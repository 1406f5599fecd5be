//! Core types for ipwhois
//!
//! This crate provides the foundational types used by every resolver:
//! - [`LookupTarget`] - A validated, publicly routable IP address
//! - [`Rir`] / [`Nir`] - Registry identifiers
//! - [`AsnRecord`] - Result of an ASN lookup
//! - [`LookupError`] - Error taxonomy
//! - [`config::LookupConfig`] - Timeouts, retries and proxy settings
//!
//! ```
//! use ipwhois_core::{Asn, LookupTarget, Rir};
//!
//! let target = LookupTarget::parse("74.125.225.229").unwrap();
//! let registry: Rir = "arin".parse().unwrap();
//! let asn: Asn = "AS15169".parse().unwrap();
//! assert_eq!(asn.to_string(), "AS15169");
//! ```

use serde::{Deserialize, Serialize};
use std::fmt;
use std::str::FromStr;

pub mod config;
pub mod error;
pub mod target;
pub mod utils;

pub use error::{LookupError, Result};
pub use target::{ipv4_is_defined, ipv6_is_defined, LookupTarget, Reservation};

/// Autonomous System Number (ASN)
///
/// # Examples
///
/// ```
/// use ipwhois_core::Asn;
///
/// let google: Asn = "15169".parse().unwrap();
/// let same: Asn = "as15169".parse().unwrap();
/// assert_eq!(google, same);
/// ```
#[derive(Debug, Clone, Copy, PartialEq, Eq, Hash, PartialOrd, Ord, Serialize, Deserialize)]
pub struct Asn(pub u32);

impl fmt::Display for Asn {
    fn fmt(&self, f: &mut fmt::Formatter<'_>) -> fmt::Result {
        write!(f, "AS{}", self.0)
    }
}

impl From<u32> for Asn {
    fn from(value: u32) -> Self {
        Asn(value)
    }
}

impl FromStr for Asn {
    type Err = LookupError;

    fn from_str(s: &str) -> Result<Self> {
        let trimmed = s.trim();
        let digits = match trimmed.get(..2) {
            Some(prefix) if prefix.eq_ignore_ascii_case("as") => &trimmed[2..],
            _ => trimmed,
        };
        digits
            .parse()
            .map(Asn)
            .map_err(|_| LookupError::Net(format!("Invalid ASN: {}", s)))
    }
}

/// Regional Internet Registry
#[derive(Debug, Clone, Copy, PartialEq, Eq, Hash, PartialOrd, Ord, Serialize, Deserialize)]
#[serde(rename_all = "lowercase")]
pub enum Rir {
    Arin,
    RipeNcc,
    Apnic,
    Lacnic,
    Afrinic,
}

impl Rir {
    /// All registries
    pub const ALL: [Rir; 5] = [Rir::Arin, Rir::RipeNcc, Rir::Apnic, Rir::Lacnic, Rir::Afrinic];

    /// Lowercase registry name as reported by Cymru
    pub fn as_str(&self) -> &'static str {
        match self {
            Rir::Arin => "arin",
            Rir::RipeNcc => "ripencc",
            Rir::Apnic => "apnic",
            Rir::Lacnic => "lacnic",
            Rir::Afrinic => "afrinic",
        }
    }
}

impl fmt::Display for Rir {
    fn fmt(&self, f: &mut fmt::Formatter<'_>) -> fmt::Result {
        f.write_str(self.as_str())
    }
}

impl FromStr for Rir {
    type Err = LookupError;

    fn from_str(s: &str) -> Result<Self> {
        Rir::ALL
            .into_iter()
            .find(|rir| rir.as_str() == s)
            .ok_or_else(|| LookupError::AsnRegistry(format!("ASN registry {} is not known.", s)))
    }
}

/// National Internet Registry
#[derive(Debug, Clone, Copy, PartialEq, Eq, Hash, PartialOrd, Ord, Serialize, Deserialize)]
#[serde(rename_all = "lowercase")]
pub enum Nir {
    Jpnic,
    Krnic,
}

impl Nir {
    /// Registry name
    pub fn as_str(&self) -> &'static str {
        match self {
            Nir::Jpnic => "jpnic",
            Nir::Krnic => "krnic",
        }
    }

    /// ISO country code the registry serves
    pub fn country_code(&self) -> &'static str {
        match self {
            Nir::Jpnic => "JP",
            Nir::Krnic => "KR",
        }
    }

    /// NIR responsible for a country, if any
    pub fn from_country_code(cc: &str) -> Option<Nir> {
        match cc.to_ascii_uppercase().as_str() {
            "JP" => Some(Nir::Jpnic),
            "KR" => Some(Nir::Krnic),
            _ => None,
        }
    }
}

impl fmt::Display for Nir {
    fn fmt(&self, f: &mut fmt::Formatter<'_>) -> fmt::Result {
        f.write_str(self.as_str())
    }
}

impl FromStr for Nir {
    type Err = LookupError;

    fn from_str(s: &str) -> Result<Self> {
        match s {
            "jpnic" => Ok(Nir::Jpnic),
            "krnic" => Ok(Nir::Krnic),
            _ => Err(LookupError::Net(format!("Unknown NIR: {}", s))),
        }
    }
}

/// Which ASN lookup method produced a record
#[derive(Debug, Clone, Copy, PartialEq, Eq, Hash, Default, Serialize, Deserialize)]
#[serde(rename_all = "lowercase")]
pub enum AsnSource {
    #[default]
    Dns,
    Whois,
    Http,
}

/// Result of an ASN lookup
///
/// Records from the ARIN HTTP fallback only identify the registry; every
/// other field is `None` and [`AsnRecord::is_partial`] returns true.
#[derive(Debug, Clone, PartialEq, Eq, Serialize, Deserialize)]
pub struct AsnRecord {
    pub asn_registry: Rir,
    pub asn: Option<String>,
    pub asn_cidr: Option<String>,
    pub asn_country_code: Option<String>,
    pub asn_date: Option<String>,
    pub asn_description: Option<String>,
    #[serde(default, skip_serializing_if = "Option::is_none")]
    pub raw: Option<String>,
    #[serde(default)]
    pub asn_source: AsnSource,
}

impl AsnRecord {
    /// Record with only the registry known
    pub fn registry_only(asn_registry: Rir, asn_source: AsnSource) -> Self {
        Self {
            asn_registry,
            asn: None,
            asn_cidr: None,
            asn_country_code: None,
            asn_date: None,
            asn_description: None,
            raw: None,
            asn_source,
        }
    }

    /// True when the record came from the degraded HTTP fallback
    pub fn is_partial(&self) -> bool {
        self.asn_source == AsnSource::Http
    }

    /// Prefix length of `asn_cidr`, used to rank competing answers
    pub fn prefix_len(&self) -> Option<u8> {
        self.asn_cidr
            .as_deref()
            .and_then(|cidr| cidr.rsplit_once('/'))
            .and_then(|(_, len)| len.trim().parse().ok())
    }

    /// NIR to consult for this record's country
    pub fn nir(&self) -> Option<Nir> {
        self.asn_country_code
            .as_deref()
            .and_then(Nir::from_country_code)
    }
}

- - -

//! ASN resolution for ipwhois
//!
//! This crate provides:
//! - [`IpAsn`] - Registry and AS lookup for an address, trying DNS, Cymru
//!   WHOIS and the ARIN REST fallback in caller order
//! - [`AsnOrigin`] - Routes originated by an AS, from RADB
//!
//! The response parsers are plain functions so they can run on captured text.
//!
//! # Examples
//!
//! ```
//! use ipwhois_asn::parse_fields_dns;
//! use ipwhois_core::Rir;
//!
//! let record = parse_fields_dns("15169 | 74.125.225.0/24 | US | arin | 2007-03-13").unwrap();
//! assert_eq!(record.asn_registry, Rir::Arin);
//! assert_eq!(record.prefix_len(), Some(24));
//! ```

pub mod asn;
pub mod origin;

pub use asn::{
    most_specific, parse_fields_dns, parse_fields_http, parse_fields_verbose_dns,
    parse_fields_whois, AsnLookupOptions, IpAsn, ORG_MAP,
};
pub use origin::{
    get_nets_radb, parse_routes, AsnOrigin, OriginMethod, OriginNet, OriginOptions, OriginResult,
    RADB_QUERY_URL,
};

- - -

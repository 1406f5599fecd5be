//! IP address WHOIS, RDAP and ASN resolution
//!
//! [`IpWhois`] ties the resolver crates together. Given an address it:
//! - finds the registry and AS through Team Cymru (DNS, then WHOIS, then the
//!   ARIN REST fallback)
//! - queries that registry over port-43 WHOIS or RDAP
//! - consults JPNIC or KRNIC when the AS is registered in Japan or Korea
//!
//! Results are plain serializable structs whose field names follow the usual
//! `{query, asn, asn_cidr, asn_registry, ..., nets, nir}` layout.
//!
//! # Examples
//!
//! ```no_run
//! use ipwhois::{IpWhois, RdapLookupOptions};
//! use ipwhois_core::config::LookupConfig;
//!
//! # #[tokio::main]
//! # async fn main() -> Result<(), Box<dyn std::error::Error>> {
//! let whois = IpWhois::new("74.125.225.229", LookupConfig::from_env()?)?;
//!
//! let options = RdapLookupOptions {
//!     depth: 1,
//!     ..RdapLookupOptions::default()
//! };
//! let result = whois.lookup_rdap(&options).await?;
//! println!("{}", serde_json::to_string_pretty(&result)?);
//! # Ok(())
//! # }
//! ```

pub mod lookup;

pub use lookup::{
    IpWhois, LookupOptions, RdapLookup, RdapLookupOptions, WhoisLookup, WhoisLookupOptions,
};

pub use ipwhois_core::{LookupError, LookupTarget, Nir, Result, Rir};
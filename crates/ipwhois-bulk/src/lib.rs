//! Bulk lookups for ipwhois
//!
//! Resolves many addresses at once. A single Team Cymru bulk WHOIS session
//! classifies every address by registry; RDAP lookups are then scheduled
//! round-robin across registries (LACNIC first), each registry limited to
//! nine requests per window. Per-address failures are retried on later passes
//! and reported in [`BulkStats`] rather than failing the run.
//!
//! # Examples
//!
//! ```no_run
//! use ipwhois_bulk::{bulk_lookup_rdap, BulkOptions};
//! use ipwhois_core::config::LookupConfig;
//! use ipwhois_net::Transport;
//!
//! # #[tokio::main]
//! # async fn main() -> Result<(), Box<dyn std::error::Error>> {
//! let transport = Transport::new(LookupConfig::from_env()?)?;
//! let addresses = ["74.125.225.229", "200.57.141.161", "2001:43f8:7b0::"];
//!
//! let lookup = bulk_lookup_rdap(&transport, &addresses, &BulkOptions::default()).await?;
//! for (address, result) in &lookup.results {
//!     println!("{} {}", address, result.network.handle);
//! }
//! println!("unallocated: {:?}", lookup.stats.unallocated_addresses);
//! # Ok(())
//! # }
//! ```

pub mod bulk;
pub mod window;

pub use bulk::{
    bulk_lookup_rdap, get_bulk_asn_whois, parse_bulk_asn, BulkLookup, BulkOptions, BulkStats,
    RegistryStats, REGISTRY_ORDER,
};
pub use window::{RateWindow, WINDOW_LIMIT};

- - -

» **What is expected**: The lines to return are those holding the string "types" anywhere in the listing above.

» **Answer section**:
//! Core types for ipwhois
//! This crate provides the foundational types used by every resolver:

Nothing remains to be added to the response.